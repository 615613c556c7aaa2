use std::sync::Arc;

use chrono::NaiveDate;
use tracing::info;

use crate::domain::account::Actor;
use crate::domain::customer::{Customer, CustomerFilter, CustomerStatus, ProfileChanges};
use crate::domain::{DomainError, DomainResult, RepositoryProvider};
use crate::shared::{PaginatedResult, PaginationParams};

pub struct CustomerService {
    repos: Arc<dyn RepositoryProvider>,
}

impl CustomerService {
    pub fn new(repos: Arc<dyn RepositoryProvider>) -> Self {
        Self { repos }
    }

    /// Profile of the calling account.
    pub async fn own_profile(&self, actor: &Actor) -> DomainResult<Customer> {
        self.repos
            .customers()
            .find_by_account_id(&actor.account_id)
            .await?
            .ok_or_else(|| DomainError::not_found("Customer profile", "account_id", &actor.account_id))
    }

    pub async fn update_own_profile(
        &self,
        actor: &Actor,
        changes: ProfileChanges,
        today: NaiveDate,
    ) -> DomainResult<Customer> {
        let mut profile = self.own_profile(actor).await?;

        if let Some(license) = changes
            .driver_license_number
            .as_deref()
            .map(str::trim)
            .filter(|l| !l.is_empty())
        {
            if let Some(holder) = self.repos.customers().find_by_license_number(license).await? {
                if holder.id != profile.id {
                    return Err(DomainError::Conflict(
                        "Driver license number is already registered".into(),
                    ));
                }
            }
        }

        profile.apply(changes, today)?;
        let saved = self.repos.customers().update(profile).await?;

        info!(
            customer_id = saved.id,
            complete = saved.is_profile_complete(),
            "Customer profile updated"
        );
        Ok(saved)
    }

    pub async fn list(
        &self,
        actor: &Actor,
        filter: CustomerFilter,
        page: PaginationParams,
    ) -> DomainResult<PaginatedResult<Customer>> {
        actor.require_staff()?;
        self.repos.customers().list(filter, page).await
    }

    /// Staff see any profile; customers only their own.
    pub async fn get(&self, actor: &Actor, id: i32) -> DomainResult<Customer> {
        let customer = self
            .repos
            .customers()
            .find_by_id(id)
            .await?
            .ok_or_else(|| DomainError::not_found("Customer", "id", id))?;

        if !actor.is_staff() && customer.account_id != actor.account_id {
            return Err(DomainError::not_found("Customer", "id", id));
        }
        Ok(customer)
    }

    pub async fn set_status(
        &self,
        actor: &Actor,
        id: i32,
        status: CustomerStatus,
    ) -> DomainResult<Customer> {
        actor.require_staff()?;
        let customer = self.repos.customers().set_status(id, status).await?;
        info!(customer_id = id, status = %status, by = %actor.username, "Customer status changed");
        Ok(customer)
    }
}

---

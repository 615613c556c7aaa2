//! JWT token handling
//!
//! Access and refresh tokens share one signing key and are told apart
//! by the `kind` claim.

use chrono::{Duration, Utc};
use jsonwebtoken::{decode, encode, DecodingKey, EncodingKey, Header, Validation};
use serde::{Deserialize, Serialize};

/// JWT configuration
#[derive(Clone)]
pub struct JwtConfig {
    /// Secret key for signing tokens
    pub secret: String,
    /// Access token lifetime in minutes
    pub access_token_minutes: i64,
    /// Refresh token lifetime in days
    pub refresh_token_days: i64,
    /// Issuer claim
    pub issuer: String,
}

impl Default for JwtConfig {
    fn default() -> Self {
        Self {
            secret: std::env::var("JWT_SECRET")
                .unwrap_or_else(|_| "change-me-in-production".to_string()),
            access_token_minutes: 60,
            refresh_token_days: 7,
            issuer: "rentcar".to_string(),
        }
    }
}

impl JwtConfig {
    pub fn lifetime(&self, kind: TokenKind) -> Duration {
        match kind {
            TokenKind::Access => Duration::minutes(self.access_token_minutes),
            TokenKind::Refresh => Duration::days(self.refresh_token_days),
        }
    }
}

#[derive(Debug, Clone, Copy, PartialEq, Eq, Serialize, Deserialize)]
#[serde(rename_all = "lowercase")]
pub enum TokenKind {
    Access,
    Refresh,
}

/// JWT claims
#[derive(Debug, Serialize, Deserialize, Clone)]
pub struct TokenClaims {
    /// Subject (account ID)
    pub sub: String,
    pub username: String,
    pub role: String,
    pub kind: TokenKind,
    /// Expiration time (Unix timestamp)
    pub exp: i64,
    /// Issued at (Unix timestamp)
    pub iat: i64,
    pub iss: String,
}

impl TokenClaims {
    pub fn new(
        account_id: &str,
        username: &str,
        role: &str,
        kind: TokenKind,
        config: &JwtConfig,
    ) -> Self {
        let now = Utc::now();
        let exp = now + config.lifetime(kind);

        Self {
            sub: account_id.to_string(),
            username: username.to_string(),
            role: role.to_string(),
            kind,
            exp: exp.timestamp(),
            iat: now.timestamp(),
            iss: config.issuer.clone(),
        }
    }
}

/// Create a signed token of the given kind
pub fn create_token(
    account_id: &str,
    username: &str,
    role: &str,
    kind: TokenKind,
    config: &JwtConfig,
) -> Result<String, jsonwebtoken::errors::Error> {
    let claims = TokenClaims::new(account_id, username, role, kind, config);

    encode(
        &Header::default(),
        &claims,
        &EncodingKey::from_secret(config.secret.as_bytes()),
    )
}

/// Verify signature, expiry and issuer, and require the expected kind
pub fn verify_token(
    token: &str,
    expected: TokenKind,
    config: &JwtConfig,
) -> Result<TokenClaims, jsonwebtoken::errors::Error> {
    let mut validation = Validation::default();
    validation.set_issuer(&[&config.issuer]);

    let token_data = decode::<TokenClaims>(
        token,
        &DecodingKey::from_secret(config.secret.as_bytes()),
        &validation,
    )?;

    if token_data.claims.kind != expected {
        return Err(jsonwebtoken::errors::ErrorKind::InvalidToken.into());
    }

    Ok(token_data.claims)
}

• WORK TASK: Which lines of the records above hold the word "impl"? Copy each one out.

• RESPONSE AREA:
impl CustomerService {
impl Default for JwtConfig {
impl JwtConfig {
impl TokenClaims {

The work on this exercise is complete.